━━ RECORDS TO USE
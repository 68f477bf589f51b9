use std::sync::Arc;
use std::sync::mpsc;
use std::time::Duration;

use serde::{Deserialize, Serialize};
use tracing::warn;

use crate::error::{StudioError, StudioResult};
use crate::session::UploadedImage;

/// Upper bound on one generation call; the backend takes seconds, not
/// minutes, and there is no streaming to keep alive.
const REQUEST_TIMEOUT: Duration = Duration::from_secs(120);

/// The generation service, reduced to its interface boundary: one
/// reference image, optionally a second style reference, and a text
/// instruction in; zero or one image out. Calls block for seconds and are
/// never retried automatically.
pub trait GenerationBackend: Send + Sync {
    fn generate(
        &self,
        image: &UploadedImage,
        style: Option<&UploadedImage>,
        prompt: &str,
    ) -> StudioResult<UploadedImage>;
}

/// Outcome for one slot of a variation batch.
pub struct SlotOutcome {
    pub slot: usize,
    pub result: StudioResult<UploadedImage>,
}

/// Issues `count` generation requests in parallel, one thread each, and
/// reports every slot's outcome on the returned channel as it settles.
///
/// This is a wait-for-all, report-each join: a slow or failed request
/// never blocks a sibling from filling its own slot. `notify` is invoked
/// after each send so the UI can wake up (the egui repaint handle).
pub fn spawn_batch(
    backend: Arc<dyn GenerationBackend>,
    image: Arc<UploadedImage>,
    style: Option<Arc<UploadedImage>>,
    prompt: String,
    count: usize,
    notify: impl Fn() + Send + Clone + 'static,
) -> mpsc::Receiver<SlotOutcome> {
    let (tx, rx) = mpsc::channel();
    for slot in 0..count {
        let backend = Arc::clone(&backend);
        let image = Arc::clone(&image);
        let style = style.clone();
        let prompt = prompt.clone();
        let tx = tx.clone();
        let notify = notify.clone();
        std::thread::spawn(move || {
            let result = backend.generate(&image, style.as_deref(), &prompt);
            if let Err(ref err) = result {
                warn!(slot, %err, "generation request failed");
            }
            let _ = tx.send(SlotOutcome { slot, result });
            notify();
        });
    }
    rx
}

#[derive(Serialize)]
struct InlinePayload<'a> {
    mime_type: &'a str,
    data: String,
}

#[derive(Serialize)]
struct GenerateRequest<'a> {
    prompt: &'a str,
    image: InlinePayload<'a>,
    #[serde(skip_serializing_if = "Option::is_none")]
    style_image: Option<InlinePayload<'a>>,
}

#[derive(Deserialize)]
struct GenerateResponse {
    #[serde(default)]
    image: Option<InlineResult>,
    #[serde(default)]
    error: Option<String>,
}

#[derive(Deserialize)]
struct InlineResult {
    data: String,
}

/// Blocking HTTP client for the hosted generation endpoint. Images travel
/// as base64 inline payloads in a JSON body.
pub struct HttpBackend {
    endpoint: String,
    api_key: String,
    client: reqwest::blocking::Client,
}

impl HttpBackend {
    pub fn new(endpoint: impl Into<String>, api_key: impl Into<String>) -> StudioResult<Self> {
        let client = reqwest::blocking::Client::builder()
            .timeout(REQUEST_TIMEOUT)
            .build()
            .map_err(|err| StudioError::backend(err.to_string()))?;
        Ok(Self {
            endpoint: endpoint.into(),
            api_key: api_key.into(),
            client,
        })
    }
}

impl GenerationBackend for HttpBackend {
    fn generate(
        &self,
        image: &UploadedImage,
        style: Option<&UploadedImage>,
        prompt: &str,
    ) -> StudioResult<UploadedImage> {
        let body = GenerateRequest {
            prompt,
            image: InlinePayload {
                mime_type: image.mime(),
                data: image.base64_payload(),
            },
            style_image: style.map(|s| InlinePayload {
                mime_type: s.mime(),
                data: s.base64_payload(),
            }),
        };

        let response = self
            .client
            .post(&self.endpoint)
            .bearer_auth(&self.api_key)
            .json(&body)
            .send()
            .map_err(|err| StudioError::backend(err.to_string()))?;

        if !response.status().is_success() {
            return Err(StudioError::backend(format!(
                "endpoint returned {}",
                response.status()
            )));
        }

        let parsed: GenerateResponse = response
            .json()
            .map_err(|err| StudioError::backend(format!("malformed response: {err}")))?;
        if let Some(message) = parsed.error {
            return Err(StudioError::backend(message));
        }
        let Some(result) = parsed.image else {
            return Err(StudioError::backend("response carried no image payload"));
        };
        UploadedImage::from_base64(&result.data)
            .map_err(|err| StudioError::backend(format!("undecodable result image: {err}")))
    }
}

#[cfg(test)]
mod tests {
    use super::*;
    use crate::store::{DAILY_LIMIT, Store};
    use image::{DynamicImage, ImageBuffer, Rgba};
    use std::sync::atomic::{AtomicUsize, Ordering};

    fn test_image() -> UploadedImage {
        let img =
            DynamicImage::ImageRgba8(ImageBuffer::from_pixel(2, 2, Rgba([1, 2, 3, 255])));
        UploadedImage::from_dynamic(img).unwrap()
    }

    /// First call fails slowly, every later call succeeds immediately.
    struct FlakyBackend {
        calls: AtomicUsize,
    }

    impl GenerationBackend for FlakyBackend {
        fn generate(
            &self,
            image: &UploadedImage,
            _style: Option<&UploadedImage>,
            _prompt: &str,
        ) -> StudioResult<UploadedImage> {
            if self.calls.fetch_add(1, Ordering::SeqCst) == 0 {
                std::thread::sleep(Duration::from_millis(100));
                Err(StudioError::backend("simulated network error"))
            } else {
                Ok(image.clone())
            }
        }
    }

    #[test]
    fn batch_reports_each_slot_independently() {
        let backend = Arc::new(FlakyBackend {
            calls: AtomicUsize::new(0),
        });
        let mut store = Store::open_at(None);

        // One quota charge for the whole batch, before it is issued.
        store.record_use("ada");
        let rx = spawn_batch(
            backend,
            Arc::new(test_image()),
            None,
            "make it dramatic".to_string(),
            2,
            || {},
        );

        let first = rx.recv_timeout(Duration::from_secs(5)).unwrap();
        let second = rx.recv_timeout(Duration::from_secs(5)).unwrap();

        // The fast success arrives while the slow failure is still pending.
        assert!(first.result.is_ok());
        assert!(second.result.is_err());
        assert_ne!(first.slot, second.slot);
        assert_eq!(store.remaining("ada"), DAILY_LIMIT - 1);
    }

    #[test]
    fn every_slot_settles_even_with_failures() {
        struct AlwaysFails;
        impl GenerationBackend for AlwaysFails {
            fn generate(
                &self,
                _image: &UploadedImage,
                _style: Option<&UploadedImage>,
                _prompt: &str,
            ) -> StudioResult<UploadedImage> {
                Err(StudioError::backend("down for maintenance"))
            }
        }

        let rx = spawn_batch(
            Arc::new(AlwaysFails),
            Arc::new(test_image()),
            None,
            "anything".to_string(),
            4,
            || {},
        );
        let mut slots: Vec<usize> = (0..4)
            .map(|_| rx.recv_timeout(Duration::from_secs(5)).unwrap().slot)
            .collect();
        slots.sort_unstable();
        assert_eq!(slots, vec![0, 1, 2, 3]);
    }
}
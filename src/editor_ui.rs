use std::sync::mpsc;
use std::time::{Duration, Instant};

use crate::compositor::{self, ExportFormat};
use crate::filter_chain::{Adjustment, Preset};
use crate::session::{EditorSession, UploadedImage};

const DEBOUNCE: Duration = Duration::from_millis(150);

enum BgResult {
    Rendered {
        revision: u64,
        data: Vec<u8>,
        width: usize,
        height: usize,
    },
}

/// What the pointer does on the canvas.
#[derive(Clone, Copy, PartialEq, Eq)]
enum PointerMode {
    View,
    Paint,
}

/// The editing modal: owns one [`EditorSession`] for the lifetime of the
/// window and re-renders the composited preview on a debounced background
/// thread whenever the session changes.
pub struct EditorModal {
    session: EditorSession,
    mode: PointerMode,
    texture: Option<egui::TextureHandle>,
    /// Render needed but not yet kicked off.
    needs_render: bool,
    /// Set while a slider is moving; cleared once debounce elapses.
    last_change: Option<Instant>,
    rendering: bool,
    /// Bumped on every edit so stale background renders are dropped.
    revision: u64,
    /// A single-pointer drag (pan or paint) is in progress.
    dragging: bool,
    /// A two-finger pinch is in progress; entering it cancels the drag.
    pinching: bool,
    status: String,
    tx: mpsc::SyncSender<BgResult>,
    rx: mpsc::Receiver<BgResult>,
}

impl EditorModal {
    pub fn new(image: UploadedImage) -> Self {
        let (tx, rx) = mpsc::sync_channel(4);
        Self {
            session: EditorSession::open(image),
            mode: PointerMode::View,
            texture: None,
            needs_render: true,
            last_change: None,
            rendering: false,
            revision: 0,
            dragging: false,
            pinching: false,
            status: String::new(),
            tx,
            rx,
        }
    }

    /// Current document, for "use as new input" on close.
    pub fn image(&self) -> &UploadedImage {
        self.session.image()
    }

    fn mark_edited(&mut self, debounced: bool) {
        self.revision += 1;
        self.needs_render = true;
        self.last_change = debounced.then(Instant::now);
    }

    fn trigger_render(&mut self, ctx: &egui::Context) {
        if self.rendering {
            return;
        }
        self.rendering = true;
        self.needs_render = false;
        self.last_change = None;

        let revision = self.revision;
        let image = self.session.image().image().clone();
        let chain = self.session.chain().clone();
        let mask = self.session.has_mask().then(|| self.session.mask().clone());
        let tx = self.tx.clone();
        let ctx2 = ctx.clone();
        std::thread::spawn(move || {
            let rgba = compositor::render(&image, &chain, mask.as_ref());
            let width = rgba.width() as usize;
            let height = rgba.height() as usize;
            let _ = tx.send(BgResult::Rendered {
                revision,
                data: rgba.into_raw(),
                width,
                height,
            });
            ctx2.request_repaint();
        });
    }

    fn drain(&mut self, ctx: &egui::Context) {
        while let Ok(msg) = self.rx.try_recv() {
            match msg {
                BgResult::Rendered {
                    revision,
                    data,
                    width,
                    height,
                } => {
                    self.rendering = false;
                    if revision != self.revision {
                        // Superseded by a newer edit.
                        self.needs_render = true;
                        continue;
                    }
                    let img = egui::ColorImage::from_rgba_unmultiplied([width, height], &data);
                    self.texture =
                        Some(ctx.load_texture("editor_preview", img, egui::TextureOptions::LINEAR));
                }
            }
        }
    }

    /// Shows the modal window; returns `false` once it has been closed.
    pub fn show(&mut self, ctx: &egui::Context) -> bool {
        self.drain(ctx);

        if self.needs_render && !self.rendering {
            let debounce_done = self
                .last_change
                .map(|t| t.elapsed() >= DEBOUNCE)
                .unwrap_or(true);
            if debounce_done {
                self.trigger_render(ctx);
            } else {
                ctx.request_repaint_after(DEBOUNCE);
            }
        }

        let mut open = true;
        egui::Window::new("Edit Image")
            .open(&mut open)
            .default_size([900.0, 620.0])
            .show(ctx, |ui| {
                ui.horizontal_top(|ui| {
                    let canvas_size = egui::vec2(
                        (ui.available_width() - 300.0).max(240.0),
                        ui.available_height().max(240.0),
                    );
                    self.show_canvas(ui, canvas_size);
                    ui.separator();
                    ui.vertical(|ui| self.show_controls(ui));
                });
            });
        open
    }

    fn show_canvas(&mut self, ui: &mut egui::Ui, size: egui::Vec2) {
        let (rect, response) = ui.allocate_exact_size(size, egui::Sense::click_and_drag());
        let image = self.session.image();
        let (img_w, img_h) = (image.width() as f32, image.height() as f32);
        self.session
            .viewport_mut()
            .set_layout(rect.width(), rect.height(), img_w, img_h);

        let painter = ui.painter_at(rect);
        painter.rect_filled(rect, 0.0, egui::Color32::from_gray(24));

        if let Some(ref tex) = self.texture {
            let (pan_x, pan_y) = self.session.viewport().pan();
            let (dw, dh) = self.session.viewport().display_size();
            let image_rect = egui::Rect::from_min_size(
                rect.min + egui::vec2(pan_x, pan_y),
                egui::vec2(dw, dh),
            );
            painter.image(
                tex.id(),
                image_rect,
                egui::Rect::from_min_max(egui::pos2(0.0, 0.0), egui::pos2(1.0, 1.0)),
                egui::Color32::WHITE,
            );
        } else {
            ui.put(rect, egui::Spinner::new());
        }

        // Two-finger pinch takes priority and cancels any in-progress
        // single-pointer pan or paint stroke.
        let multi_touch = ui.input(|i| i.multi_touch());
        if let Some(touch) = multi_touch {
            if !self.pinching {
                self.pinching = true;
                if self.dragging {
                    self.session.end_mask_stroke();
                    self.dragging = false;
                }
            }
            let midpoint = (touch.start_pos.x - rect.min.x, touch.start_pos.y - rect.min.y);
            if (touch.zoom_delta - 1.0).abs() > f32::EPSILON {
                self.session.viewport_mut().pinch(touch.zoom_delta, midpoint);
            }
        } else {
            if self.pinching {
                // Returning to single-touch: the next drag starts fresh.
                self.pinching = false;
                self.dragging = false;
            }

            if let Some(pos) = response.hover_pos() {
                let pivot = (pos.x - rect.min.x, pos.y - rect.min.y);
                let zoom = ui.input(|i| i.zoom_delta());
                if (zoom - 1.0).abs() > f32::EPSILON {
                    self.session.viewport_mut().pinch(zoom, pivot);
                }
            }

            match self.mode {
                PointerMode::View => {
                    if response.dragged() {
                        let delta = response.drag_delta();
                        self.session.viewport_mut().pan_by(delta.x, delta.y);
                    }
                }
                PointerMode::Paint => {
                    if let Some(pos) = response.interact_pointer_pos() {
                        let point = (pos.x - rect.min.x, pos.y - rect.min.y);
                        if response.drag_started() {
                            self.session.begin_mask_stroke(point);
                            self.dragging = true;
                        } else if response.dragged() && self.dragging {
                            self.session.extend_mask_stroke(point);
                        }
                    }
                    if response.drag_stopped() && self.dragging {
                        self.session.end_mask_stroke();
                        self.dragging = false;
                        self.mark_edited(false);
                    }
                    // Brush outline under the cursor.
                    if let Some(pos) = response.hover_pos() {
                        painter.circle_stroke(
                            pos,
                            self.session.brush_screen_px() * 0.5,
                            egui::Stroke::new(1.0, egui::Color32::WHITE),
                        );
                    }
                }
            }
        }
    }

    fn show_controls(&mut self, ui: &mut egui::Ui) {
        ui.label(egui::RichText::new("Adjustments").strong());
        ui.add_space(4.0);
        for adjustment in Adjustment::ALL {
            let mut value = self.session.chain().value(adjustment);
            ui.horizontal(|ui| {
                ui.label(adjustment.name());
                let resp = ui.add(
                    egui::Slider::new(&mut value, 0.0_f32..=2.0_f32)
                        .fixed_decimals(2)
                        .clamping(egui::SliderClamping::Always),
                );
                if resp.changed() {
                    self.session.apply_adjustment(adjustment, value);
                    self.mark_edited(true);
                }
            });
        }

        ui.add_space(8.0);
        ui.label(egui::RichText::new("Filters").strong());
        ui.add_space(4.0);
        ui.horizontal_wrapped(|ui| {
            for preset in Preset::ALL {
                let active = self.session.chain().preset() == Some(preset);
                if ui.selectable_label(active, preset.label()).clicked() {
                    self.session.toggle_preset(preset);
                    self.mark_edited(false);
                }
            }
        });
        ui.horizontal(|ui| {
            if ui.small_button("Reset filters").clicked() {
                self.session.reset_filters();
                self.mark_edited(false);
            }
            if ui.small_button("Reset all").clicked() {
                self.session.reset_all();
                self.mode = PointerMode::View;
                self.mark_edited(false);
            }
        });

        ui.add_space(8.0);
        ui.horizontal(|ui| {
            if ui
                .add_enabled(self.session.can_undo(), egui::Button::new("⟲ Undo"))
                .clicked()
                && self.session.undo()
            {
                self.mark_edited(false);
            }
            if ui
                .add_enabled(self.session.can_redo(), egui::Button::new("⟳ Redo"))
                .clicked()
                && self.session.redo()
            {
                self.mark_edited(false);
            }
        });

        ui.add_space(8.0);
        ui.separator();
        ui.label(egui::RichText::new("Mask").strong());
        ui.add_space(4.0);
        ui.horizontal(|ui| {
            let painting = self.mode == PointerMode::Paint;
            if ui.selectable_label(painting, "🖌 Paint").clicked() {
                self.mode = if painting {
                    PointerMode::View
                } else {
                    PointerMode::Paint
                };
            }
            if ui
                .add_enabled(self.session.has_mask(), egui::Button::new("Clear"))
                .clicked()
            {
                self.session.clear_mask();
                self.mark_edited(false);
            }
        });
        ui.horizontal(|ui| {
            ui.label("Brush");
            let mut brush = self.session.brush_screen_px();
            let resp = ui.add(
                egui::Slider::new(&mut brush, 4.0_f32..=200.0_f32)
                    .suffix("px")
                    .clamping(egui::SliderClamping::Always),
            );
            if resp.changed() {
                self.session.set_brush_screen_px(brush);
            }
        });

        ui.add_space(8.0);
        ui.separator();
        ui.label(egui::RichText::new("View").strong());
        ui.add_space(4.0);
        ui.horizontal(|ui| {
            ui.label(format!("{:.0}%", self.session.viewport().scale() * 100.0));
            if ui.small_button("Fit").clicked() {
                self.session.viewport_mut().reset();
            }
        });

        ui.add_space(8.0);
        ui.separator();
        ui.label(egui::RichText::new("Export").strong());
        ui.add_space(4.0);
        ui.horizontal(|ui| {
            if ui.button("PNG").clicked() {
                self.export(ExportFormat::Png);
            }
            if ui.button("JPEG").clicked() {
                self.export(ExportFormat::Jpeg);
            }
        });
        if !self.status.is_empty() {
            ui.add_space(4.0);
            ui.label(egui::RichText::new(&self.status).weak());
        }
    }

    fn export(&mut self, format: ExportFormat) {
        let artifact = match self.session.export(format) {
            Ok(artifact) => artifact,
            Err(err) => {
                self.status = format!("Export failed: {err}");
                return;
            }
        };
        let Some(path) = rfd::FileDialog::new()
            .set_file_name(&artifact.filename)
            .save_file()
        else {
            self.status = "Export cancelled".to_string();
            return;
        };
        match std::fs::write(&path, &artifact.bytes) {
            Ok(()) => self.status = format!("Saved {}", path.display()),
            Err(err) => self.status = format!("Export failed: {err}"),
        }
    }
}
━━━━
» REQUIRED WORK
Gather up, from the records above, each line where the word "revision" appears.

» WRITTEN REPLY
        revision: u64,
    revision: u64,
            revision: 0,
        self.revision += 1;
        let revision = self.revision;
                revision,
                    revision,
                    if revision != self.revision {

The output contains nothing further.